WHAT THE TASK ASKS: Please write out exactly the lines that begin at the line containing "pub mod error;" and run to the end of the records.

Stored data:
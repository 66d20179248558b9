//! # Flowmo Core Library
//!
//! Core logic for the Flowmo focus timer. A focus cycle counts up; stopping
//! it converts the focused time into a break that counts down. Alongside the
//! timer, four heuristic microagents turn the user's history into advice.
//!
//! ## Architecture
//!
//! - **Timer Engine**: A wall-clock-based state machine that requires the caller
//!   to periodically invoke `tick()` for progress updates
//! - **Storage**: SQLite-backed [`Store`] and TOML-based configuration
//! - **Notifications**: the [`Notifier`] seam and a persisted alarm queue
//! - **Microagents**: focus, break, task and analytics advisors
//!
//! ## Key Components
//!
//! - [`TimerEngine`]: Core timer state machine
//! - [`Database`]: Logs, tasks and settings persistence
//! - [`Config`]: Application configuration management
//! - [`MicroagentsManager`]: Runs the advisors against one user's data

pub mod clock;
pub mod error;
pub mod events;
pub mod microagents;
pub mod notify;
pub mod storage;
pub mod task;
pub mod timer;

pub use clock::{Clock, ManualClock, SystemClock};
pub use error::{ConfigError, CoreError, DatabaseError, ValidationError};
pub use events::{Event, LogSkipReason};
pub use microagents::{MicroagentResponse, MicroagentsManager};
pub use notify::{AlarmQueue, Notifier, SilentNotifier};
pub use storage::{Config, Database, Store};
pub use task::{FocusingTask, TaskSource};
pub use timer::{TimerEngine, TimerMode, TimerState, TimerStatus};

RESULT FOR THIS TASK:
pub mod error;
pub mod events;
pub mod microagents;
pub mod notify;
pub mod storage;
pub mod task;
pub mod timer;

pub use clock::{Clock, ManualClock, SystemClock};
pub use error::{ConfigError, CoreError, DatabaseError, ValidationError};
pub use events::{Event, LogSkipReason};
pub use microagents::{MicroagentResponse, MicroagentsManager};
pub use notify::{AlarmQueue, Notifier, SilentNotifier};
pub use storage::{Config, Database, Store};
pub use task::{FocusingTask, TaskSource};
pub use timer::{TimerEngine, TimerMode, TimerState, TimerStatus};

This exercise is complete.